Dataset entries:
__________

//! Maps raw exchange position records into the canonical [`Position`] shape.

use crate::aggregator::types::{MarginMode, Position, Side};

/// Maintenance-margin-ratio assumption used when an exchange does not report
/// a liquidation price. Roughly the lowest Binance/Bybit linear tier.
pub const MAINT_MARGIN_RATIO: f64 = 0.005;

/// Extra headroom assumed for combined-margin account modes (portfolio /
/// unified margin), where the shared pool shifts the real liquidation level.
pub const COMBINED_MARGIN_BUFFER: f64 = 0.01;

/// Liquidation prices below this are treated as "not provided" by the source.
const LIQ_EPSILON: f64 = 1e-8;

/// Exchange-agnostic intermediate record. Each client converts its native
/// response rows into this shape before normalization.
#[derive(Debug, Clone, Default)]
pub struct RawPosition {
    pub symbol: String,
    /// Signed size as reported by the exchange; negative means short.
    pub signed_size: f64,
    pub entry_price: f64,
    pub mark_price: f64,
    /// 0 when the source omits it.
    pub liquidation_price: f64,
    pub leverage: f64,
    /// Exchange-reported notional, when available; otherwise derived from
    /// `|signed_size| * mark_price`.
    pub notional: Option<f64>,
    pub unrealized_pnl: f64,
    pub realized_pnl: f64,
    /// Funding rates as fractions (0.0001 == 0.01%); 0 for instruments with
    /// no funding leg.
    pub current_funding_rate: f64,
    pub next_funding_rate: f64,
    /// Exchange-native margin-mode flag ("cross", "isolated", "0", "1", ...).
    pub margin_flag: Option<String>,
    /// True for portfolio/unified margin accounts sharing one margin pool.
    pub combined_margin: bool,
}

/// Round to 2 decimal places. Applied to every numeric output; this is a
/// presentation contract, equality-based consumers rely on it.
pub fn round2(value: f64) -> f64 {
    (value * 100.0).round() / 100.0
}

/// Estimate a liquidation price from mark price and leverage.
///
/// This is an approximation, not an exchange-computed value: it assumes a
/// flat maintenance-margin ratio and ignores tiered brackets and existing
/// margin balance. Used only when the source omits the liquidation price.
pub fn estimate_liquidation_price(
    mark_price: f64,
    leverage: f64,
    side: Side,
    combined_margin: bool,
) -> f64 {
    if mark_price <= 0.0 || leverage <= 0.0 {
        return 0.0;
    }
    let mut headroom = 1.0 / leverage + MAINT_MARGIN_RATIO;
    if combined_margin {
        headroom += COMBINED_MARGIN_BUFFER;
    }
    match side {
        Side::Long => (mark_price * (1.0 - headroom)).max(0.0),
        Side::Short => mark_price * (1.0 + headroom),
    }
}

/// Direction-aware liquidation distance in percent. Positive means the price
/// must move that percent against the position to reach liquidation; 0 when
/// the liquidation price is unknown.
pub fn liquidation_distance_percent(mark_price: f64, liquidation_price: f64, side: Side) -> f64 {
    if liquidation_price <= LIQ_EPSILON || mark_price <= 0.0 {
        return 0.0;
    }
    let distance = match side {
        Side::Long => (mark_price - liquidation_price) / mark_price * 100.0,
        Side::Short => (liquidation_price - mark_price) / mark_price * 100.0,
    };
    round2(distance)
}

fn margin_mode_from_flag(flag: Option<&str>) -> MarginMode {
    match flag.map(|f| f.trim().to_ascii_lowercase()).as_deref() {
        Some("isolated") | Some("1") | Some("true") => MarginMode::Isolated,
        // Unrecognized values default to cross.
        _ => MarginMode::Cross,
    }
}

/// Normalize one raw record. Returns `None` for flat (zero-size) records.
pub fn normalize_position(exchange: &str, raw: &RawPosition) -> Option<Position> {
    if raw.signed_size == 0.0 {
        return None;
    }
    let side = if raw.signed_size > 0.0 {
        Side::Long
    } else {
        Side::Short
    };
    let size = raw.signed_size.abs();
    let notional = raw
        .notional
        .map(f64::abs)
        .unwrap_or_else(|| size * raw.mark_price);

    let liquidation_price = if raw.liquidation_price > LIQ_EPSILON {
        raw.liquidation_price
    } else {
        estimate_liquidation_price(raw.mark_price, raw.leverage, side, raw.combined_margin)
    };

    Some(Position {
        symbol: raw.symbol.clone(),
        side,
        size: round2(size),
        notional_value: round2(notional),
        entry_price: round2(raw.entry_price),
        mark_price: round2(raw.mark_price),
        liquidation_price: round2(liquidation_price),
        liquidation_distance_percent: liquidation_distance_percent(
            raw.mark_price,
            liquidation_price,
            side,
        ),
        current_funding_rate_percent: round2(raw.current_funding_rate * 100.0),
        next_funding_rate_percent: round2(raw.next_funding_rate * 100.0),
        leverage: round2(raw.leverage),
        unrealized_pnl: round2(raw.unrealized_pnl),
        realized_pnl: round2(raw.realized_pnl),
        margin_mode: margin_mode_from_flag(raw.margin_flag.as_deref()),
        exchange: exchange.to_string(),
    })
}

#[cfg(test)]
mod tests {
    use super::*;

    #[test]
    fn zero_size_records_are_skipped() {
        let raw = RawPosition {
            symbol: "BTCUSDT".into(),
            signed_size: 0.0,
            mark_price: 60_000.0,
            leverage: 10.0,
            ..Default::default()
        };
        assert!(normalize_position("binance-futures", &raw).is_none());
    }

    #[test]
    fn short_position_normalizes_with_estimated_liquidation() {
        // End-to-end shape from a Binance positionRisk row with no
        // exchange-reported liquidation price.
        let raw = RawPosition {
            symbol: "BTCUSDT".into(),
            signed_size: -0.5,
            entry_price: 61_000.0,
            mark_price: 60_000.0,
            liquidation_price: 0.0,
            leverage: 10.0,
            ..Default::default()
        };
        let position = normalize_position("binance-futures", &raw).unwrap();
        assert_eq!(position.side, Side::Short);
        assert_eq!(position.size, 0.50);
        assert_eq!(position.notional_value, 30_000.00);
        assert!(position.liquidation_price > 60_000.0);
        assert!(position.liquidation_distance_percent > 0.0);
    }

    #[test]
    fn estimated_liquidation_is_on_the_correct_side() {
        for leverage in [1.5, 3.0, 10.0, 50.0, 125.0] {
            for mark in [0.05, 100.0, 60_000.0] {
                let long = estimate_liquidation_price(mark, leverage, Side::Long, false);
                let short = estimate_liquidation_price(mark, leverage, Side::Short, false);
                assert!(long.is_finite() && long < mark, "lev {leverage} mark {mark}");
                assert!(short.is_finite() && short > mark, "lev {leverage} mark {mark}");
            }
        }
    }

    #[test]
    fn combined_margin_widens_the_estimate() {
        let plain = estimate_liquidation_price(60_000.0, 10.0, Side::Short, false);
        let combined = estimate_liquidation_price(60_000.0, 10.0, Side::Short, true);
        assert!(combined > plain);
    }

    #[test]
    fn exchange_reported_liquidation_price_wins() {
        let raw = RawPosition {
            symbol: "ETHUSDT".into(),
            signed_size: 2.0,
            mark_price: 3_000.0,
            liquidation_price: 2_500.0,
            leverage: 5.0,
            ..Default::default()
        };
        let position = normalize_position("bybit", &raw).unwrap();
        assert_eq!(position.liquidation_price, 2_500.00);
        // (3000 - 2500) / 3000 * 100
        assert_eq!(position.liquidation_distance_percent, 16.67);
    }

    #[test]
    fn unknown_liquidation_yields_zero_distance() {
        assert_eq!(liquidation_distance_percent(3_000.0, 0.0, Side::Long), 0.0);
    }

    #[test]
    fn unrecognized_margin_flags_default_to_cross() {
        let mut raw = RawPosition {
            symbol: "BTCUSDT".into(),
            signed_size: 1.0,
            mark_price: 60_000.0,
            leverage: 10.0,
            margin_flag: Some("portfolio???".into()),
            ..Default::default()
        };
        let position = normalize_position("binance-futures", &raw).unwrap();
        assert_eq!(position.margin_mode, MarginMode::Cross);

        raw.margin_flag = Some("ISOLATED".into());
        let position = normalize_position("binance-futures", &raw).unwrap();
        assert_eq!(position.margin_mode, MarginMode::Isolated);
    }

    #[test]
    fn funding_rates_convert_to_percent() {
        let raw = RawPosition {
            symbol: "BTCUSDT".into(),
            signed_size: 1.0,
            mark_price: 60_000.0,
            leverage: 10.0,
            current_funding_rate: 0.0001,
            next_funding_rate: 0.0003,
            ..Default::default()
        };
        let position = normalize_position("binance-futures", &raw).unwrap();
        assert_eq!(position.current_funding_rate_percent, 0.01);
        assert_eq!(position.next_funding_rate_percent, 0.03);
    }
}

__________

Nothing beyond the lines from the start of the entries through the line with "pub const COMBINED_MARGIN_BUFFER: f64 = 0.01;" should appear. Repeat those lines exactly, both ends included.

Your response:
//! Maps raw exchange position records into the canonical [`Position`] shape.

use crate::aggregator::types::{MarginMode, Position, Side};

/// Maintenance-margin-ratio assumption used when an exchange does not report
/// a liquidation price. Roughly the lowest Binance/Bybit linear tier.
pub const MAINT_MARGIN_RATIO: f64 = 0.005;

/// Extra headroom assumed for combined-margin account modes (portfolio /
/// unified margin), where the shared pool shifts the real liquidation level.
pub const COMBINED_MARGIN_BUFFER: f64 = 0.01;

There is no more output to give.